What this task involves => When a line in the entries below contains the word "convert", copy that line.

[Collected data entries]
▬▬▬▬▬▬▬▬▬▬
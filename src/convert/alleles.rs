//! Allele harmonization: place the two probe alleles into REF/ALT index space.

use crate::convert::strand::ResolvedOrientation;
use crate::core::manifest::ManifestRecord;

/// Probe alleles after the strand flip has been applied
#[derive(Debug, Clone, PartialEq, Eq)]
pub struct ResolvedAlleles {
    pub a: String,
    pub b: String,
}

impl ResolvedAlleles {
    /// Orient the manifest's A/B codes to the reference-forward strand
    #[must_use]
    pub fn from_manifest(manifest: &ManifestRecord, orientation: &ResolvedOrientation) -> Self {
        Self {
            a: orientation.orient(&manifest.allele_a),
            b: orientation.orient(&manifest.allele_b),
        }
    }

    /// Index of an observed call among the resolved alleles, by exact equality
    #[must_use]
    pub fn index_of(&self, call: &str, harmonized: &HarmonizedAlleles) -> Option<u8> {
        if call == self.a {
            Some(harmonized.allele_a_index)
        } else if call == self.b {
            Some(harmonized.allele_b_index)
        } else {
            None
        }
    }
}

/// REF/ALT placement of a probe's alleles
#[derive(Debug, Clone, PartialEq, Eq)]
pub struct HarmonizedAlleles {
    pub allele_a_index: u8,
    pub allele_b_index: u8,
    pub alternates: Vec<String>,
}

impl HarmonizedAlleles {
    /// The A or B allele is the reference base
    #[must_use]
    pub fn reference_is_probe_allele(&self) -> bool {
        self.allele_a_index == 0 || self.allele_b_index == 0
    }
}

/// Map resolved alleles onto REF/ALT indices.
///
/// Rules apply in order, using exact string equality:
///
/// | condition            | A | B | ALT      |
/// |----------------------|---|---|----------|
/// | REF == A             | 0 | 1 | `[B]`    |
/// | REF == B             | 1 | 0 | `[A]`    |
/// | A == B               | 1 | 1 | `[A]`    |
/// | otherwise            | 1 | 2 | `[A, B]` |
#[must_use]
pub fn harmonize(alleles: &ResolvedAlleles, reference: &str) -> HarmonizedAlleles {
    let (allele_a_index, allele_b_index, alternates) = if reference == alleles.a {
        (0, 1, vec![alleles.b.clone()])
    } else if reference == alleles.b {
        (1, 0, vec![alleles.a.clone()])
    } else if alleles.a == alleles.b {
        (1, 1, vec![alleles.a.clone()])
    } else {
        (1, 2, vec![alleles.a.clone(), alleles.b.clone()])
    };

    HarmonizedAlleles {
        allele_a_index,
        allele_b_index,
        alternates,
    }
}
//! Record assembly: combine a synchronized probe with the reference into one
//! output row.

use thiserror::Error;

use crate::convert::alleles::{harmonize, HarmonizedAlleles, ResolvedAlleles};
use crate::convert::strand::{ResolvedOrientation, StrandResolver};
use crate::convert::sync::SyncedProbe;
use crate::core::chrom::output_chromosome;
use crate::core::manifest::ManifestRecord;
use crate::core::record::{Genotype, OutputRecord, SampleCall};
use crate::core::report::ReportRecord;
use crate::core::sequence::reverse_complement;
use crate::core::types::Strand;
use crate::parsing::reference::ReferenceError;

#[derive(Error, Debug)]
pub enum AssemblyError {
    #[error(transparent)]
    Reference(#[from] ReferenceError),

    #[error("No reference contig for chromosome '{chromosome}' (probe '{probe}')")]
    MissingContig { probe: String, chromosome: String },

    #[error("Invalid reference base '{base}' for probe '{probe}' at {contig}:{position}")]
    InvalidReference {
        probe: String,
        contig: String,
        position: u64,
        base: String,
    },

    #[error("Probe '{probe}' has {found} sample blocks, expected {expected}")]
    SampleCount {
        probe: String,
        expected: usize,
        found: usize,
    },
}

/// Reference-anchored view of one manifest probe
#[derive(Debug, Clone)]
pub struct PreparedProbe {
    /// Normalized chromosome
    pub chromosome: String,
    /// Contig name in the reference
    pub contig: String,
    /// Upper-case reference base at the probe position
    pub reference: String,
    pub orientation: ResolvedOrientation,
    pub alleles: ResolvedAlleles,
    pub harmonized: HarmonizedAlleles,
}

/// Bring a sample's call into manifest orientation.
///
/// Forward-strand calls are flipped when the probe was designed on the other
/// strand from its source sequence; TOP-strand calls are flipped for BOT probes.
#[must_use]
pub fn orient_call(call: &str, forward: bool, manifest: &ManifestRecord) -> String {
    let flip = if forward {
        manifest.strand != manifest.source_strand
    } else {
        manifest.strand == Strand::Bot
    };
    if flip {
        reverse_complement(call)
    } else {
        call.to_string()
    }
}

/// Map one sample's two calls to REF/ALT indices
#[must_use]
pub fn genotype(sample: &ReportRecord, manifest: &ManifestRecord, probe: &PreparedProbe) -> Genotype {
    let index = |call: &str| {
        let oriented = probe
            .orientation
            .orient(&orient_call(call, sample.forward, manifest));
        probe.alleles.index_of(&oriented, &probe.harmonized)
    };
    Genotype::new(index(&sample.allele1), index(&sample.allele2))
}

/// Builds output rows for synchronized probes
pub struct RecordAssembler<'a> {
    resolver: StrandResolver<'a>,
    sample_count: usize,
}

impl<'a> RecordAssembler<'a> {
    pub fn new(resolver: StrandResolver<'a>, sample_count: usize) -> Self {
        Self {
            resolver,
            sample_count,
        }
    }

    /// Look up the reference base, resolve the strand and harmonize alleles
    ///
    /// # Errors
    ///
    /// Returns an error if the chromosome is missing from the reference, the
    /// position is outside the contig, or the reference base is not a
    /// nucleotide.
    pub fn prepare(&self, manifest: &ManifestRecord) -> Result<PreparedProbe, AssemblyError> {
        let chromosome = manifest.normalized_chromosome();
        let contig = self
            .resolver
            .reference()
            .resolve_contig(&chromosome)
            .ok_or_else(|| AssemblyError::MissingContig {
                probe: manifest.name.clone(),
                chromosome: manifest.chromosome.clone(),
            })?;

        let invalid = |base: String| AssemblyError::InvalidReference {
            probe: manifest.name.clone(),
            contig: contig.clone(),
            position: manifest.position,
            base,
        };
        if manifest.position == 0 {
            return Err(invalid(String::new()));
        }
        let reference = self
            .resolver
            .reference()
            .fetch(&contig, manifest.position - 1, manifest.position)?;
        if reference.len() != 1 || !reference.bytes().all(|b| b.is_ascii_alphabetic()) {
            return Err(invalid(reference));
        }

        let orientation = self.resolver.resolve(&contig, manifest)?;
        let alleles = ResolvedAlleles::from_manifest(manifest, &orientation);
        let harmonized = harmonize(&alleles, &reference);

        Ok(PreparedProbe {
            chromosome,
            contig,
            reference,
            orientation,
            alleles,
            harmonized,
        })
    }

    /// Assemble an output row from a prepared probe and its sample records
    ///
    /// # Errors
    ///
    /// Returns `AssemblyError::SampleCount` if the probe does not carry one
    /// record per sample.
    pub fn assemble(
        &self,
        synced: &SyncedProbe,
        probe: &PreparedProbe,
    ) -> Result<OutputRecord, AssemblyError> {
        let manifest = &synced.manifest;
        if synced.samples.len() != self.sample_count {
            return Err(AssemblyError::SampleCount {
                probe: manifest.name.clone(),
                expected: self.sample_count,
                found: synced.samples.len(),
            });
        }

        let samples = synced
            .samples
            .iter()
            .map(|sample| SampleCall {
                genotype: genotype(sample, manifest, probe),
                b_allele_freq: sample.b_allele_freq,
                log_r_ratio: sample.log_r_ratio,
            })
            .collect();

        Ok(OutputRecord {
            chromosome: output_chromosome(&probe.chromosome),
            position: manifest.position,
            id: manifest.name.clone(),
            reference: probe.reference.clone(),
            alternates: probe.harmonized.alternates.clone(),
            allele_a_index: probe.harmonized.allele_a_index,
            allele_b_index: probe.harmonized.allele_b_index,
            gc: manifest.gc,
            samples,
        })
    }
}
▬▬▬▬▬▬▬▬▬▬
Reply to the exercise =>
filename src/convert/alleles.rs
use crate::convert::strand::ResolvedOrientation;
use crate::convert::alleles::{harmonize, HarmonizedAlleles, ResolvedAlleles};
use crate::convert::strand::{ResolvedOrientation, StrandResolver};
use crate::convert::sync::SyncedProbe;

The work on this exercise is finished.